What are the benefits of mung bean Congee

Mung bean Congee has the advantages of clearing heat, detoxifying, relieving heat and promoting diuresis, and supplementing nutrition. Mung bean Congee contains protein, dietary fiber, vitamin B, potassium, magnesium and other nutrients, suitable for summer consumption or daily health care.

1. Clearing heat and detoxifying

Green beans have a cool and sweet taste, and traditional Chinese medicine believes that they have the effect of clearing heat and detoxifying. The polyphenolic substances in mung beans can help eliminate free radicals in the body and alleviate inflammatory reactions. It has a certain relieving effect on symptoms such as dry mouth and tongue, and skin prickly heat caused by summer heat. Green beans are commonly used in traditional medicine to assist in the treatment of mild fever. Green beans are rich in potassium, which can promote the excretion of sodium salts in the body and help maintain electrolyte balance. Its characteristic of promoting water infiltration and moisture retention helps alleviate the problem of summer edema. The saponins in mung bean skin during Congee cooking can enhance the diuretic effect, which is suitable for people in hot and humid weather or with slight edema.

3. Supplemental nutrition

Mung bean Congee is rich in plant protein and complex carbohydrates, which can provide lasting energy. Every 100 grams of mung beans contains about 20 grams of protein and 8 essential amino acids for the human body. With rice to cook Congee, it can improve the utilization rate of protein. Vitamin B1, B2, etc. help maintain the health of the nervous system.
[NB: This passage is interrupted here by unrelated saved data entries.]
//! Cart identity resolution and line operations.
//!
//! Every cart-touching request starts with [`CartService::resolve`], which
//! turns the visitor's [`Identity`] into exactly one active cart. Anonymous
//! visitors are identified by a [`CartToken`] kept in their session; a missing
//! or stale token is replaced rather than reported.

use tracing::{debug, info, instrument};

use musicshop_core::{
    Cart, CartLine, CartOwner, CartToken, Customer, Product, ProductRef, Quantity, UserId,
};

use super::ShopError;
use crate::db::{CartStore, CatalogStore, CustomerStore, RepositoryError};

/// Who is asking for a cart.
#[derive(Debug, Clone, PartialEq, Eq)]
pub enum Identity {
    /// A logged-in user.
    Authenticated(UserId),
    /// A visitor with the cart token from their session, if any.
    Anonymous(Option<CartToken>),
}

/// The outcome of [`CartService::resolve`].
#[derive(Debug, Clone)]
pub struct ResolvedCart {
    /// The identity's only active cart.
    pub cart: Cart,
    /// The customer, for authenticated identities.
    pub customer: Option<Customer>,
    /// A token minted during resolution that the caller must store in the
    /// session.
    pub issued_token: Option<CartToken>,
}

/// Cart operations over a store.
pub struct CartService<'a, S> {
    store: &'a S,
}

impl<'a, S> CartService<'a, S>
where
    S: CartStore + CustomerStore + CatalogStore,
{
    #[must_use]
    pub const fn new(store: &'a S) -> Self {
        Self { store }
    }

    /// Find or create the active cart for `identity`.
    ///
    /// Authenticated users get a customer profile on first use. Anonymous
    /// visitors without a usable token get a fresh token and cart.
    ///
    /// # Errors
    ///
    /// Returns `ShopError::Repository` if storage fails.
    #[instrument(skip(self, identity), fields(authenticated = matches!(identity, Identity::Authenticated(_))))]
    pub async fn resolve(&self, identity: &Identity) -> Result<ResolvedCart, ShopError> {
        match identity {
            Identity::Authenticated(user) => {
                let customer = self.customer_for(*user).await?;
                let cart = self.customer_cart(&customer).await?;
                Ok(ResolvedCart {
                    cart,
                    customer: Some(customer),
                    issued_token: None,
                })
            }
            Identity::Anonymous(token) => {
                if let Some(token) = token
                    && let Some(cart) = self.store.active_cart_for_token(token).await?
                {
                    return Ok(ResolvedCart {
                        cart,
                        customer: None,
                        issued_token: None,
                    });
                }

                let token = CartToken::generate();
                let cart = self
                    .store
                    .create_cart(&CartOwner::Anonymous(token.clone()))
                    .await?;
                debug!(cart_id = %cart.id(), "Issued anonymous cart");
                Ok(ResolvedCart {
                    cart,
                    customer: None,
                    issued_token: Some(token),
                })
            }
        }
    }

    /// The active cart for `identity` without creating an anonymous one.
    ///
    /// Read-only pages use this so a visitor who never adds anything does
    /// not leave a cart behind. Authenticated users resolve as usual.
    ///
    /// # Errors
    ///
    /// Returns `ShopError::Repository` if storage fails.
    pub async fn peek(&self, identity: &Identity) -> Result<Option<Cart>, ShopError> {
        match identity {
            Identity::Authenticated(_) => Ok(Some(self.resolve(identity).await?.cart)),
            Identity::Anonymous(Some(token)) => Ok(self.store.active_cart_for_token(token).await?),
            Identity::Anonymous(None) => Ok(None),
        }
    }

    /// Move the anonymous cart behind `token` into the user's cart.
    ///
    /// Lines for the same product add their quantities. The anonymous cart
    /// is deleted in the same storage step. An unknown token leaves the
    /// customer's cart untouched.
    ///
    /// # Errors
    ///
    /// Returns `ShopError::Cart` if a merged quantity overflows and
    /// `ShopError::Repository` if storage fails or either cart changed
    /// concurrently.
    #[instrument(skip(self, token), fields(%user))]
    pub async fn merge_anonymous(&self, user: UserId, token: &CartToken) -> Result<Cart, ShopError> {
        let customer = self.customer_for(user).await?;
        let target = self.customer_cart(&customer).await?;

        let Some(anonymous) = self.store.active_cart_for_token(token).await? else {
            return Ok(target);
        };

        let mut merged = target;
        merged.absorb(&anonymous)?;
        self.store.save_merged_cart(&mut merged, &anonymous).await?;

        info!(
            cart_id = %merged.id(),
            lines = anonymous.lines().len(),
            "Merged anonymous cart into customer cart"
        );
        Ok(merged)
    }

    /// Load the product a reference points at.
    ///
    /// # Errors
    ///
    /// Returns `ShopError::ProductNotFound` for dangling references.
    pub async fn resolve_product(&self, product: ProductRef) -> Result<Product, ShopError> {
        match product {
            ProductRef::Album(id) => self
                .store
                .album(id)
                .await?
                .map(Product::Album)
                .ok_or(ShopError::ProductNotFound(product)),
        }
    }

    /// Add `quantity` of `product` and persist the cart.
    ///
    /// # Errors
    ///
    /// Returns `ShopError::ProductNotFound`, `ShopError::Cart` for frozen
    /// carts or quantity overflow, and `ShopError::Repository` on storage
    /// failure or a concurrent change.
    #[instrument(skip(self, cart), fields(cart_id = %cart.id(), %product, quantity = quantity.get()))]
    pub async fn add_item(
        &self,
        cart: &mut Cart,
        product: ProductRef,
        quantity: Quantity,
    ) -> Result<(), ShopError> {
        let product = self.resolve_product(product).await?;
        cart.add_item(&product, quantity)?;
        self.store.save_cart(cart).await?;
        Ok(())
    }

    /// Set the quantity of a line already in the cart.
    ///
    /// Returns `false` without writing when the quantity is unchanged.
    ///
    /// # Errors
    ///
    /// Returns `ShopError::Cart` if the product is not in the cart or the
    /// cart is frozen, plus the errors of [`Self::add_item`].
    #[instrument(skip(self, cart), fields(cart_id = %cart.id(), %product, quantity = quantity.get()))]
    pub async fn set_quantity(
        &self,
        cart: &mut Cart,
        product: ProductRef,
        quantity: Quantity,
    ) -> Result<bool, ShopError> {
        let product = self.resolve_product(product).await?;
        let changed = cart.set_quantity(&product, quantity)?;
        if changed {
            self.store.save_cart(cart).await?;
        }
        Ok(changed)
    }

    /// Remove a product's line.
    ///
    /// Works for products that have since left the catalog.
    ///
    /// # Errors
    ///
    /// Returns `ShopError::Cart` if the product is not in the cart or the
    /// cart is frozen, and `ShopError::Repository` on storage failure.
    #[instrument(skip(self, cart), fields(cart_id = %cart.id(), %product))]
    pub async fn remove_item(
        &self,
        cart: &mut Cart,
        product: ProductRef,
    ) -> Result<CartLine, ShopError> {
        let removed = cart.remove_item(product)?;
        self.store.save_cart(cart).await?;
        Ok(removed)
    }

    async fn customer_for(&self, user: UserId) -> Result<Customer, ShopError> {
        let (customer, created) = self.store.ensure_customer(user).await?;
        if created {
            info!(customer_id = %customer.id, "Provisioned customer profile");
        }
        Ok(customer)
    }

    /// Find-before-create; a lost creation race re-reads the winner's cart.
    async fn customer_cart(&self, customer: &Customer) -> Result<Cart, ShopError> {
        if let Some(cart) = self.store.active_cart_for_customer(customer.id).await? {
            return Ok(cart);
        }
        match self
            .store
            .create_cart(&CartOwner::Customer(customer.id))
            .await
        {
            Ok(cart) => Ok(cart),
            Err(RepositoryError::Conflict(reason)) => self
                .store
                .active_cart_for_customer(customer.id)
                .await?
                .ok_or_else(|| ShopError::from(RepositoryError::Conflict(reason))),
            Err(e) => Err(e.into()),
        }
    }
}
4. Regulating the gastrointestinal tract

Dietary fiber in mung beans can promote intestinal peristalsis and prevent constipation. Its starch granules are smaller and easier to digest and absorb after boiling, making it a better staple food choice for those with weaker gastrointestinal function. But people with indigestion should pay attention to controlling their food intake and avoid excessive intake at once, which can cause bloating.

5. Auxiliary sugar control

Mung beans have a lower glycemic index, and their resistant starch can delay sugar absorption. Research has shown that alpha amylase inhibitors in mung beans can reduce carbohydrate breakdown, and moderate consumption has little effect on blood sugar fluctuations. Patients with diabetes can take mung bean Congee as one of the alternatives of staple food.

It is recommended to choose fresh mungbean to cook Congee, and it is easier to boil it after soaking 2-3 hours in advance. People with weak and cold constitution should not consume excessively, and women during menstruation and diarrhea should use it with caution. It can be paired with ingredients such as lilies and lotus seeds to enhance its health benefits and avoid affecting its efficacy when consumed with warm tonics. 1-2 small bowls are recommended for daily consumption, and the frequency can be increased appropriately in summer.